I’d argue it should be a certificate rather than a certification. One and done, cheap and cheerful, and therefore actually free for the million Guinea Pigs taking an untested cert to see if it hel… I Mean of course candidates taking the premier IT Security certification where it will surely get them a high paying job with no need for any experience!

Consider there isn’t any Cybersecurity experience to certify, but you’re also looking at an ongoing process with CPEs etc and frankly it either helped you get a job in the first 2-3 years or it didn’t, in any case you moved on so there no need to keep it around.

We also see that ISC2 are planning certificates to replace the CISSP concentr… er, I mean compliment the CISSP concentrations… which are hard sell because they can only be marketed to holders of the CISS… er, I mean exclusionary because there a big addressable market of managers without CISSP want that security management badge as well..? I wonder how they get the 50 or 125 PUPY out of these..?
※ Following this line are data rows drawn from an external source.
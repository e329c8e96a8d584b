//! Blocking single-key reads in raw mode, for the interactive stepper.

use std::io::{self, Read};
use std::mem::MaybeUninit;
use std::os::unix::io::AsRawFd;

/// Puts the terminal into raw (no echo, byte-at-a-time) mode for the
/// lifetime of the value and restores the original attributes on drop.
pub struct RawMode {
    original: libc::termios,
}

impl RawMode {
    pub fn enter() -> io::Result<Self> {
        let fd = io::stdin().as_raw_fd();
        let mut original = MaybeUninit::<libc::termios>::uninit();
        if unsafe { libc::tcgetattr(fd, original.as_mut_ptr()) } != 0 {
            return Err(io::Error::last_os_error());
        }
        let original = unsafe { original.assume_init() };

        let mut raw = original;
        raw.c_lflag &= !(libc::ICANON | libc::ECHO);
        // Reads return after a single byte, with no timeout.
        raw.c_cc[libc::VMIN] = 1;
        raw.c_cc[libc::VTIME] = 0;
        if unsafe { libc::tcsetattr(fd, libc::TCSANOW, &raw) } != 0 {
            return Err(io::Error::last_os_error());
        }
        Ok(Self { original })
    }

    /// Block until one key arrives.
    pub fn read_key(&mut self) -> io::Result<u8> {
        let mut buf = [0u8; 1];
        io::stdin().lock().read_exact(&mut buf)?;
        Ok(buf[0])
    }
}

impl Drop for RawMode {
    fn drop(&mut self) {
        let fd = io::stdin().as_raw_fd();
        unsafe {
            libc::tcsetattr(fd, libc::TCSANOW, &self.original);
        }
    }
}
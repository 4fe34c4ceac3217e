//! In-memory API model
//!
//! The model is an arena: every message, enum, service and method lives in
//! [`ApiState`] keyed by its dotted, package-qualified ID. Containment is
//! expressed with ordered ID lists, and all cross references (field to
//! type, method to input/output, field to oneof, ...) are non-owning IDs
//! that the analyzer resolves and verifies against the state maps.

use crate::PathTemplate;
use serde::{Deserialize, Serialize};
use std::collections::BTreeMap;

/// ID of `google.protobuf.Empty`
pub const EMPTY_MESSAGE_ID: &str = ".google.protobuf.Empty";

/// ID of `google.protobuf.FieldMask`
pub const FIELD_MASK_ID: &str = ".google.protobuf.FieldMask";

/// ID of `google.protobuf.Int32Value`
pub const INT32_VALUE_ID: &str = ".google.protobuf.Int32Value";

/// ID of `google.protobuf.UInt32Value`
pub const UINT32_VALUE_ID: &str = ".google.protobuf.UInt32Value";

/// Root of the model produced for a single generation run
#[derive(Debug, Clone, Default, PartialEq, Serialize, Deserialize)]
pub struct Api {
    /// Short API name (e.g. "secretmanager")
    pub name: String,
    /// Human-readable title
    pub title: String,
    /// API description
    pub description: String,
    /// Package the generated library covers (e.g. "google.cloud.secretmanager.v1")
    pub package_name: String,
    /// Top-level messages, in declaration order
    pub messages: Vec<String>,
    /// Top-level enums, in declaration order
    pub enums: Vec<String>,
    /// Services, in declaration order
    pub services: Vec<String>,
    /// File-level `google.api.resource_definition` annotations
    pub resource_definitions: Vec<Resource>,
    /// ID indexes for every element, including dependencies
    pub state: ApiState,
}

/// ID indexes over every element known to the model
#[derive(Debug, Clone, Default, PartialEq, Serialize, Deserialize)]
pub struct ApiState {
    pub message_by_id: BTreeMap<String, Message>,
    pub enum_by_id: BTreeMap<String, Enum>,
    pub service_by_id: BTreeMap<String, Service>,
    pub method_by_id: BTreeMap<String, Method>,
    pub resource_by_type: BTreeMap<String, Resource>,
}

impl Api {
    /// Create an empty model for `package_name`
    pub fn new(name: impl Into<String>, package_name: impl Into<String>) -> Self {
        Self {
            name: name.into(),
            package_name: package_name.into(),
            ..Default::default()
        }
    }

    /// Register a message. Messages without a parent are listed as top-level
    /// messages, nested messages are appended to their parent.
    pub fn add_message(&mut self, message: Message) {
        let id = message.id.clone();
        match message.parent.clone() {
            Some(parent) => {
                if let Some(parent) = self.state.message_by_id.get_mut(&parent) {
                    parent.messages.push(id.clone());
                }
            }
            None => self.messages.push(id.clone()),
        }
        if let Some(resource) = &message.resource {
            self.state
                .resource_by_type
                .insert(resource.type_.clone(), resource.clone());
        }
        self.state.message_by_id.insert(id, message);
    }

    /// Register a message that only exists to resolve references, such as a
    /// well-known type from a dependency. It is not listed as top-level.
    pub fn add_dependency_message(&mut self, message: Message) {
        if let Some(resource) = &message.resource {
            self.state
                .resource_by_type
                .insert(resource.type_.clone(), resource.clone());
        }
        self.state.message_by_id.insert(message.id.clone(), message);
    }

    /// Register an enum, following the same containment rules as messages
    pub fn add_enum(&mut self, enumeration: Enum) {
        let id = enumeration.id.clone();
        match enumeration.parent.clone() {
            Some(parent) => {
                if let Some(parent) = self.state.message_by_id.get_mut(&parent) {
                    parent.enums.push(id.clone());
                }
            }
            None => self.enums.push(id.clone()),
        }
        self.state.enum_by_id.insert(id, enumeration);
    }

    /// Register an enum from a dependency without listing it
    pub fn add_dependency_enum(&mut self, enumeration: Enum) {
        self.state.enum_by_id.insert(enumeration.id.clone(), enumeration);
    }

    /// Register a service together with its methods
    pub fn add_service(&mut self, mut service: Service, methods: Vec<Method>) {
        service.methods = methods.iter().map(|m| m.id.clone()).collect();
        for method in methods {
            self.state.method_by_id.insert(method.id.clone(), method);
        }
        self.services.push(service.id.clone());
        self.state.service_by_id.insert(service.id.clone(), service);
    }

    /// Register a file-level resource definition
    pub fn add_resource_definition(&mut self, resource: Resource) {
        self.state
            .resource_by_type
            .insert(resource.type_.clone(), resource.clone());
        self.resource_definitions.push(resource);
    }

    pub fn message(&self, id: &str) -> Option<&Message> {
        self.state.message_by_id.get(id)
    }

    pub fn message_mut(&mut self, id: &str) -> Option<&mut Message> {
        self.state.message_by_id.get_mut(id)
    }

    pub fn enumeration(&self, id: &str) -> Option<&Enum> {
        self.state.enum_by_id.get(id)
    }

    pub fn service(&self, id: &str) -> Option<&Service> {
        self.state.service_by_id.get(id)
    }

    pub fn method(&self, id: &str) -> Option<&Method> {
        self.state.method_by_id.get(id)
    }

    pub fn method_mut(&mut self, id: &str) -> Option<&mut Method> {
        self.state.method_by_id.get_mut(id)
    }

    /// Resource annotation registered for a resource type
    pub fn resource(&self, resource_type: &str) -> Option<&Resource> {
        self.state.resource_by_type.get(resource_type)
    }

    /// Message a field refers to, once cross-referenced
    pub fn field_message_type(&self, field: &Field) -> Option<&Message> {
        field.message_type.as_deref().and_then(|id| self.message(id))
    }

    /// Enum a field refers to, once cross-referenced
    pub fn field_enum_type(&self, field: &Field) -> Option<&Enum> {
        field.enum_type.as_deref().and_then(|id| self.enumeration(id))
    }

    pub fn input_type(&self, method: &Method) -> Option<&Message> {
        method.input_type.as_deref().and_then(|id| self.message(id))
    }

    pub fn output_type(&self, method: &Method) -> Option<&Message> {
        method.output_type.as_deref().and_then(|id| self.message(id))
    }

    /// Page token field of a paginated method
    pub fn pagination_field(&self, method: &Method) -> Option<&Field> {
        let name = method.pagination.as_deref()?;
        self.input_type(method)?.field(name)
    }

    /// Pageable item field of a paginated method's response
    pub fn pageable_item(&self, method: &Method) -> Option<&Field> {
        let output = self.output_type(method)?;
        let pagination = output.pagination.as_ref()?;
        output.field(&pagination.pageable_item)
    }

    /// Methods of a service, in declaration order
    pub fn service_methods<'a>(&'a self, service: &'a Service) -> impl Iterator<Item = &'a Method> {
        service.methods.iter().filter_map(|id| self.method(id))
    }
}
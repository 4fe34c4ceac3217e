//! Artifact generation for apigen models
//!
//! This crate renders a fully resolved [`Api`] into:
//! - `manifest.yaml`: services, methods, HTTP bindings, pagination,
//!   AIP classification and target resources
//! - `src/lib.rs`: a client-binding skeleton with one request description
//!   per RPC
//! - `model.json`: the view the templates render, for external tooling

mod templates;
mod views;

pub use views::{ApiView, BindingView, MethodView, ServiceView};

use apigen_common::{Api, GeneratorError, Result};
use std::fs;
use std::path::Path;
use tera::Tera;

/// Model generator
pub struct ModelGenerator {
    model: ApiView,
    tera: Tera,
}

impl ModelGenerator {
    /// Create a new generator from a resolved model
    pub fn new(api: &Api) -> Result<Self> {
        let tera = templates::load_templates()?;
        Ok(Self {
            model: ApiView::new(api),
            tera,
        })
    }

    /// View of the model the templates render
    pub fn model(&self) -> &ApiView {
        &self.model
    }

    /// Render one template by name ("manifest.yaml" or "lib.rs")
    pub fn render(&self, template: &str) -> Result<String> {
        self.tera
            .render(template, &self.create_context())
            .map_err(|e| GeneratorError::Generation(format!("Template error: {:?}", e)))
    }

    /// Generate all artifacts to a directory
    ///
    /// Returns the written paths, relative to `output_dir`.
    pub fn generate_to_directory(&self, output_dir: &Path) -> Result<Vec<String>> {
        fs::create_dir_all(output_dir.join("src")).map_err(|e| {
            GeneratorError::Generation(format!("Failed to create output directory: {}", e))
        })?;

        let mut written = Vec::new();
        for (template, relative_path, _) in templates::TEMPLATES {
            let rendered = self.render(template)?;
            fs::write(output_dir.join(relative_path), rendered).map_err(|e| {
                GeneratorError::Generation(format!("Failed to write {}: {}", relative_path, e))
            })?;
            tracing::debug!(template, "wrote {}", relative_path);
            written.push(relative_path.to_string());
        }

        let json = serde_json::to_string_pretty(&self.model)?;
        fs::write(output_dir.join("model.json"), json).map_err(|e| {
            GeneratorError::Generation(format!("Failed to write model.json: {}", e))
        })?;
        written.push("model.json".to_string());

        Ok(written)
    }

    fn create_context(&self) -> tera::Context {
        let mut context = tera::Context::new();
        context.insert("api", &self.model);
        context
    }
}
//! Model construction pipeline

use crate::{
    cross_reference, filters, label_recursive_fields, resource_names, update_method_pagination,
    validate, Result,
};
use apigen_common::config::GeneratorConfig;
use apigen_common::Api;
use apigen_parser::RawParser;

/// Builds a fully resolved model from a raw parser's output
pub struct ModelBuilder<'a> {
    config: &'a GeneratorConfig,
}

impl<'a> ModelBuilder<'a> {
    pub fn new(config: &'a GeneratorConfig) -> Self {
        Self { config }
    }

    /// Run the full pipeline
    ///
    /// Any consistency error aborts the build; there is no partially
    /// resolved result.
    pub fn build(&self, parser: &dyn RawParser) -> Result<Api> {
        let config = self.config;

        // Phase 1: Preliminary model
        let mut api = parser.parse()?;
        tracing::debug!(
            messages = api.state.message_by_id.len(),
            services = api.state.service_by_id.len(),
            "parsed {} from {}",
            api.package_name,
            config.specification_source
        );

        // Phase 2: Resolve references
        cross_reference(&mut api)?;

        // Phase 3: Shape analysis
        update_method_pagination(&config.pagination_overrides, &mut api);
        label_recursive_fields(&mut api);

        // Phase 4: Filtering, then resolve again so enrichment sees the
        // pagination results and the pruned model is re-checked
        filters::apply_filters(&mut api, &config.skipped_ids, &config.included_ids);
        cross_reference(&mut api)?;

        // Phase 5: Documentation and validation
        filters::apply_documentation_overrides(&mut api, &config.documentation_overrides)?;
        validate(&api)?;

        // Phase 6: Resource names
        resource_names::identify_target_resources(&mut api)?;

        filters::apply_api_overrides(&mut api, config);
        tracing::debug!(
            services = api.services.len(),
            messages = api.messages.len(),
            enums = api.enums.len(),
            "built model {}",
            api.name
        );
        Ok(api)
    }
}

/// Parse and resolve a model in one call
pub fn create_model(config: &GeneratorConfig, parser: &dyn RawParser) -> Result<Api> {
    ModelBuilder::new(config).build(parser)
}
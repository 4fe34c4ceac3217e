//! Common types and utilities for apigen
//!
//! This crate contains the API model shared by the parser, analyzer and
//! generator crates, the `google.api.http` path template grammar, the
//! generator configuration, and the shared error type.

pub mod config;
mod model;
pub mod naming;
mod path_template;

pub use model::*;
pub use path_template::{PathSegment, PathTemplate, PathVariable};

use thiserror::Error;

/// Errors that can occur while parsing, loading configuration, or generating
#[derive(Error, Debug)]
pub enum GeneratorError {
    #[error("Parse error: {0}")]
    Parse(String),

    #[error("Unknown specification format: {0}")]
    UnknownFormat(String),

    #[error("Invalid path template {template:?}: {reason}")]
    PathTemplate { template: String, reason: String },

    #[error("Generation error: {0}")]
    Generation(String),

    #[error("IO error: {0}")]
    Io(#[from] std::io::Error),

    #[error("JSON error: {0}")]
    Json(#[from] serde_json::Error),

    #[error("YAML error: {0}")]
    Yaml(#[from] serde_yaml::Error),
}

/// Result type for generator operations
pub type Result<T> = std::result::Result<T, GeneratorError>;

#[cfg(test)]
mod tests {
    use super::*;

    #[test]
    fn test_error_display_carries_template() {
        let err = GeneratorError::PathTemplate {
            template: "/v1/{name".to_string(),
            reason: "unterminated variable".to_string(),
        };
        assert_eq!(
            err.to_string(),
            "Invalid path template \"/v1/{name\": unterminated variable"
        );
    }
}
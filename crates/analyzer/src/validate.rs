//! Package consistency checks run before the model is handed to generators

use crate::{AnalyzerError, Result};
use apigen_common::Api;

/// Check that every listed service, message and enum belongs to the API's
/// package, failing on the first violation
///
/// Models without a package name (e.g. from sources that have no package
/// concept) only get the referential checks.
pub fn validate(api: &Api) -> Result<()> {
    let expected = api.package_name.as_str();
    if expected.is_empty() {
        tracing::warn!("model {} has no package name, skipping package checks", api.name);
    }

    for id in &api.services {
        let service = api.service(id).ok_or_else(|| missing("service", id))?;
        check_package(expected, "service", &service.id, &service.package)?;
        for method_id in &service.methods {
            api.method(method_id).ok_or_else(|| missing("method", method_id))?;
        }
    }

    let mut pending: Vec<&String> = api.messages.iter().rev().collect();
    let mut checked = 0usize;
    while let Some(id) = pending.pop() {
        let message = api.message(id).ok_or_else(|| missing("message", id))?;
        check_package(expected, "message", &message.id, &message.package)?;
        for enum_id in &message.enums {
            check_enum(api, expected, enum_id)?;
        }
        pending.extend(message.messages.iter().rev());
        checked += 1;
    }

    for id in &api.enums {
        check_enum(api, expected, id)?;
    }

    tracing::debug!(
        services = api.services.len(),
        messages = checked,
        enums = api.enums.len(),
        "validated model {}",
        api.name
    );
    Ok(())
}

fn check_enum(api: &Api, expected: &str, id: &str) -> Result<()> {
    let enumeration = api.enumeration(id).ok_or_else(|| missing("enum", id))?;
    check_package(expected, "enum", &enumeration.id, &enumeration.package)
}

fn check_package(expected: &str, kind: &'static str, id: &str, package: &str) -> Result<()> {
    if expected.is_empty() {
        return Ok(());
    }
    let qualified = id
        .strip_prefix('.')
        .and_then(|rest| rest.strip_prefix(expected))
        .is_some_and(|rest| rest.starts_with('.'));
    if package != expected || !qualified {
        return Err(AnalyzerError::PackageMismatch {
            kind,
            id: id.to_string(),
            package: package.to_string(),
            expected: expected.to_string(),
        });
    }
    Ok(())
}

fn missing(kind: &'static str, id: &str) -> AnalyzerError {
    AnalyzerError::MissingElement {
        kind,
        id: id.to_string(),
    }
}

#[cfg(test)]
mod tests {
    use super::*;
    use apigen_common::{Enum, Message, Method, Service};

    fn api() -> Api {
        let mut api = Api::new("secretmanager", "google.cloud.secretmanager.v1");
        let secret = Message::new("Secret", "google.cloud.secretmanager.v1", None);
        let labels = Message::new("LabelsEntry", "google.cloud.secretmanager.v1", Some(&secret));
        let state = Enum::new("State", "google.cloud.secretmanager.v1", Some(&secret));
        api.add_message(secret);
        api.add_message(labels);
        api.add_enum(state);
        let service = Service::new("SecretManagerService", "google.cloud.secretmanager.v1");
        let method = Method::new(
            &service,
            "GetSecret",
            ".google.cloud.secretmanager.v1.GetSecretRequest",
            ".google.cloud.secretmanager.v1.Secret",
        );
        api.add_service(service, vec![method]);
        api
    }

    #[test]
    fn test_consistent_model() {
        assert!(validate(&api()).is_ok());
    }

    #[test]
    fn test_message_from_other_package() {
        let mut api = api();
        api.add_message(Message::new("Location", "google.cloud.location", None));

        let err = validate(&api).unwrap_err();
        assert!(matches!(
            err,
            AnalyzerError::PackageMismatch { kind: "message", ref id, .. } if id == ".google.cloud.location.Location"
        ));
    }

    #[test]
    fn test_nested_enum_from_other_package() {
        let mut api = api();
        let id = ".google.cloud.secretmanager.v1.Secret.State";
        api.state.enum_by_id.get_mut(id).unwrap().package = "google.cloud.other".to_string();

        let err = validate(&api).unwrap_err();
        assert!(matches!(err, AnalyzerError::PackageMismatch { kind: "enum", .. }));
    }

    #[test]
    fn test_id_must_be_qualified_by_package() {
        let mut api = api();
        let mut service = Service::new("Other", "google.cloud.secretmanager.v1");
        service.id = ".google.cloud.secretmanager.v1beta.Other".to_string();
        api.add_service(service, vec![]);

        let err = validate(&api).unwrap_err();
        assert!(matches!(err, AnalyzerError::PackageMismatch { kind: "service", .. }));
    }

    #[test]
    fn test_dangling_listed_id() {
        let mut api = api();
        api.messages.push(".google.cloud.secretmanager.v1.Missing".to_string());

        let err = validate(&api).unwrap_err();
        assert!(matches!(err, AnalyzerError::MissingElement { kind: "message", .. }));
    }

    #[test]
    fn test_empty_package_skips_package_checks() {
        let mut api = api();
        api.package_name.clear();
        api.add_message(Message::new("Location", "google.cloud.location", None));
        assert!(validate(&api).is_ok());
    }
}
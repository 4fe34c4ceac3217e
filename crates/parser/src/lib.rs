//! Raw specification parsing for apigen
//!
//! A raw parser turns a specification source into a preliminary [`Api`]:
//! every element is registered in `ApiState` by ID and every reference is
//! still a plain ID string. The analyzer resolves those references.
//!
//! ## Formats
//! - **protobuf**: a compiled `FileDescriptorSet` (`protoc --include_imports
//!   --include_source_info -o api.pb ...`)
//!
//! ## Example
//! ```rust,ignore
//! use apigen_parser::{ProtobufParser, RawParser};
//!
//! let parser = ProtobufParser::from_file("secretmanager.pb")?;
//! let api = parser.parse()?;
//! ```

mod protobuf;
mod service_config;

pub use protobuf::ProtobufParser;
pub use service_config::ServiceConfig;

use apigen_common::config::GeneratorConfig;
use apigen_common::{Api, GeneratorError, Result};
use std::fmt;
use std::path::Path;
use std::str::FromStr;

/// Produces a preliminary, not yet cross-referenced model
pub trait RawParser {
    fn parse(&self) -> Result<Api>;
}

/// Supported specification formats
#[derive(Debug, Clone, Copy, PartialEq, Eq)]
pub enum SpecificationFormat {
    Protobuf,
}

impl FromStr for SpecificationFormat {
    type Err = GeneratorError;

    fn from_str(s: &str) -> Result<Self> {
        match s {
            "protobuf" => Ok(SpecificationFormat::Protobuf),
            other => Err(GeneratorError::UnknownFormat(other.to_string())),
        }
    }
}

impl fmt::Display for SpecificationFormat {
    fn fmt(&self, f: &mut fmt::Formatter<'_>) -> fmt::Result {
        match self {
            SpecificationFormat::Protobuf => write!(f, "protobuf"),
        }
    }
}

/// Create the raw parser for a configuration
pub fn parser_for(config: &GeneratorConfig) -> Result<Box<dyn RawParser>> {
    let format: SpecificationFormat = config.specification_format.parse()?;
    tracing::debug!(%format, source = %config.specification_source, "selected raw parser");

    match format {
        SpecificationFormat::Protobuf => {
            let mut parser = ProtobufParser::from_file(&config.specification_source)?;
            if let Some(path) = &config.service_config {
                parser = parser.with_service_config(ServiceConfig::load(Path::new(path))?);
            }
            Ok(Box::new(parser))
        }
    }
}

#[cfg(test)]
mod tests {
    use super::*;

    #[test]
    fn test_specification_format_from_str() {
        assert_eq!(
            "protobuf".parse::<SpecificationFormat>().unwrap(),
            SpecificationFormat::Protobuf
        );
        assert_eq!(SpecificationFormat::Protobuf.to_string(), "protobuf");

        let err = "openapi".parse::<SpecificationFormat>().unwrap_err();
        assert!(matches!(err, GeneratorError::UnknownFormat(ref f) if f == "openapi"));
    }

    #[test]
    fn test_parser_for_unknown_format() {
        let config = GeneratorConfig {
            specification_format: "discovery".to_string(),
            specification_source: "compute.json".to_string(),
            ..Default::default()
        };
        let err = parser_for(&config).err().unwrap();
        assert!(matches!(err, GeneratorError::UnknownFormat(_)));
    }

    #[test]
    fn test_parser_for_missing_source() {
        let config = GeneratorConfig {
            specification_format: "protobuf".to_string(),
            specification_source: "/nonexistent/api.pb".to_string(),
            ..Default::default()
        };
        let err = parser_for(&config).err().unwrap();
        assert!(matches!(err, GeneratorError::Parse(_)));
    }
}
There’s also the fact that people are full members for fifty bucks a year with CC which has got to be a bit of an eye opener if you’re an associate(you pay the same an sit harder exams for less) or a member with a higher cert(you pay more for the same). At some stage I assume that ISC2 will put the AMF up for CC folk - because if anyone maintains this for a period of time the implication is that AMF fees are fine at fifty bucks(looking forward to my AMF reduction :)) :

“ISC2 certified members pay a single AMF of U.S. $125 which is due each year upon the anniversary of their certification date. Members only pay a single AMF of U.S. $125 regardless of how many certifications they earn. AMFs for members with multiple certifications are due on their earliest certification anniversary.
Associates of ISC2 AMFs

Associates of ISC2 pay an AMF of U.S. $50 which is due each year upon the anniversary of achieving their associate status.”